● **Available data**:

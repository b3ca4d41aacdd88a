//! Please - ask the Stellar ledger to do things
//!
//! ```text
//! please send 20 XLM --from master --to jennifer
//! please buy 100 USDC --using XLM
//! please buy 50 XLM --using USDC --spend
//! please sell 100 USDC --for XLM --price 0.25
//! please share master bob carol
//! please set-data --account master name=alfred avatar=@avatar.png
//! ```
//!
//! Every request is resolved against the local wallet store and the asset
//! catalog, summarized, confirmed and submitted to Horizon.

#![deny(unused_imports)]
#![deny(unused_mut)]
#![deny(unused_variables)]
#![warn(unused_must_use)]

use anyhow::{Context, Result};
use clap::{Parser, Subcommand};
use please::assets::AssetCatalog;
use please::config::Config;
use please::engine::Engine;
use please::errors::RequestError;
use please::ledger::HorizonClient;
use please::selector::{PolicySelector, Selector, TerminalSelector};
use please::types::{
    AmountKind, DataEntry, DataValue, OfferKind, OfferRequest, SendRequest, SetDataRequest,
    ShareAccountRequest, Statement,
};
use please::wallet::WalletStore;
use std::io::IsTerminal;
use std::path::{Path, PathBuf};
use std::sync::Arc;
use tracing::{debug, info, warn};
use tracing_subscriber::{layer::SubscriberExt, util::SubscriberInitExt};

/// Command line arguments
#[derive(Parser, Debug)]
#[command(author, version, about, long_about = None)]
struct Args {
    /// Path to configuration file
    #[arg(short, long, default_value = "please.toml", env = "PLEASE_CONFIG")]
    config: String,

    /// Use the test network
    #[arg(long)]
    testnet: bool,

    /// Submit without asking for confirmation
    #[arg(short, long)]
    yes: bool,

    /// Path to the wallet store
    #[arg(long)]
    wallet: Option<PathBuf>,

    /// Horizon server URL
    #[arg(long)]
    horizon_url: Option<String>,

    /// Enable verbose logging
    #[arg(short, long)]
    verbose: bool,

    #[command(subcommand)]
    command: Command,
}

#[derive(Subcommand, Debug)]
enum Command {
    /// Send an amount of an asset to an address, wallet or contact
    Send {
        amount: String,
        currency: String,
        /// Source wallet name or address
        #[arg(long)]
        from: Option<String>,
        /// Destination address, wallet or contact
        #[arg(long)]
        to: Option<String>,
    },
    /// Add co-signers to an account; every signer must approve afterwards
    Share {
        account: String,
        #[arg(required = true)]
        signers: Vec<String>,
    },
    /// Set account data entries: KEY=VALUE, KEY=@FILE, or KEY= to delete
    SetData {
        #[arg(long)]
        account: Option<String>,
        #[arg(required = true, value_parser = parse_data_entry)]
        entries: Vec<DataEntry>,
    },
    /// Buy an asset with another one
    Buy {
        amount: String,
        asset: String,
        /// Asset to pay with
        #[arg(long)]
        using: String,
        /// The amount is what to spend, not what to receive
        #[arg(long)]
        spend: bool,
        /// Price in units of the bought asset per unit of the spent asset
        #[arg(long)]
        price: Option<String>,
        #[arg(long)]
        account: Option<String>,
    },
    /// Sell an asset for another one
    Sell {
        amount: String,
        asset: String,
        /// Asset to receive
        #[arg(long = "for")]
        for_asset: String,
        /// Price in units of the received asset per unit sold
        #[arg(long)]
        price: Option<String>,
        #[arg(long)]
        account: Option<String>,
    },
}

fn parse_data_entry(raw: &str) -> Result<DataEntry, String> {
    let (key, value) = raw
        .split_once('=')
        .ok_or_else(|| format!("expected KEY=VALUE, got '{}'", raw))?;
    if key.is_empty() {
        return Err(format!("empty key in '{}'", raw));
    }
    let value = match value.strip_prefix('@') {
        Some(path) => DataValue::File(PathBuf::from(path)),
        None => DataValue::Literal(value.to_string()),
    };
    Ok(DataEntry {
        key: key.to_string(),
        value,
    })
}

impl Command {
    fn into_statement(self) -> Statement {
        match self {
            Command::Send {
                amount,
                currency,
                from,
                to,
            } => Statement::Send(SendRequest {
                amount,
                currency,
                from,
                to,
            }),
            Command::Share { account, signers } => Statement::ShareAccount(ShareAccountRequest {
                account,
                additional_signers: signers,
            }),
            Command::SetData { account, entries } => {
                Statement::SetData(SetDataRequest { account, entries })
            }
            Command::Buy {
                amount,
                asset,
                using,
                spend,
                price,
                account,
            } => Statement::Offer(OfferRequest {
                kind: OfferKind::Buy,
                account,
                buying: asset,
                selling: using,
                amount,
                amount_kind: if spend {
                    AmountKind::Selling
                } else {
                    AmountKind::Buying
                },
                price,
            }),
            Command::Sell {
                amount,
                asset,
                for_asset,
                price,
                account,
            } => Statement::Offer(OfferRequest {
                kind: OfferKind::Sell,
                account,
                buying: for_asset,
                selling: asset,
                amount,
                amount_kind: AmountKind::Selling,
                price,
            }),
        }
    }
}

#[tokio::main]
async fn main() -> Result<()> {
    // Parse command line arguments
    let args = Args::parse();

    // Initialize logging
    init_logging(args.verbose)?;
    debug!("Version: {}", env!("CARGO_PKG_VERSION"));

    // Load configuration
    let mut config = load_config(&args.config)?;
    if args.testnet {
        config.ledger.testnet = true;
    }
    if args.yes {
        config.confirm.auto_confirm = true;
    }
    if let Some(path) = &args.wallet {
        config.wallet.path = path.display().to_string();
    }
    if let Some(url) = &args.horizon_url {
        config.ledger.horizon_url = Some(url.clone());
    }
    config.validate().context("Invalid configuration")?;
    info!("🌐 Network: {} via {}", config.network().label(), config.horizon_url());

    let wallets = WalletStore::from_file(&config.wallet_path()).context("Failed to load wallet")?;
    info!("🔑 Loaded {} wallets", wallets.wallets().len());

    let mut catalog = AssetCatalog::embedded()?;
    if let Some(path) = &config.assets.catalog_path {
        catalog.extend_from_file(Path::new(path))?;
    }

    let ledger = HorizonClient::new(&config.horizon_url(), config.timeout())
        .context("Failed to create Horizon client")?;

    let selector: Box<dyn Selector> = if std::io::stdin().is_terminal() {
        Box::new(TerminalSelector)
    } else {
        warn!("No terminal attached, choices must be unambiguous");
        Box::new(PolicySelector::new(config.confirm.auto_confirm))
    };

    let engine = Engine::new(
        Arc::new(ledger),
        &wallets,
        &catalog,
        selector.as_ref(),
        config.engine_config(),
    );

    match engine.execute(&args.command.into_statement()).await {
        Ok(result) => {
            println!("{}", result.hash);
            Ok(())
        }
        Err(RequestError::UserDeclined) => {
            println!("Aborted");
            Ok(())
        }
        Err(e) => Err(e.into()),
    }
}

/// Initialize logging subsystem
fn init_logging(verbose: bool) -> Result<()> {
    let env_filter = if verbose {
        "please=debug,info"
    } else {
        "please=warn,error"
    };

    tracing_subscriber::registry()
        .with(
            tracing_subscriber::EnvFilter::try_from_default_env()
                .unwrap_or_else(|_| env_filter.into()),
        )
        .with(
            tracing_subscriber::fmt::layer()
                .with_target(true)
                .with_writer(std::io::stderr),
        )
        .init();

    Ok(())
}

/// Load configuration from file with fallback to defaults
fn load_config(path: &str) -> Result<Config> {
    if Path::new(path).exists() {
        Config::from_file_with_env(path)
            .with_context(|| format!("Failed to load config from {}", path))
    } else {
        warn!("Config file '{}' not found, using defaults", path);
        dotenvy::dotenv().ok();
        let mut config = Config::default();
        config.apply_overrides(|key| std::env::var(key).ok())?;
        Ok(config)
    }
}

● **Instructions to follow**: Your answer is a single number: the count of lines in the records holding the string "info".

● **Completed task**: 4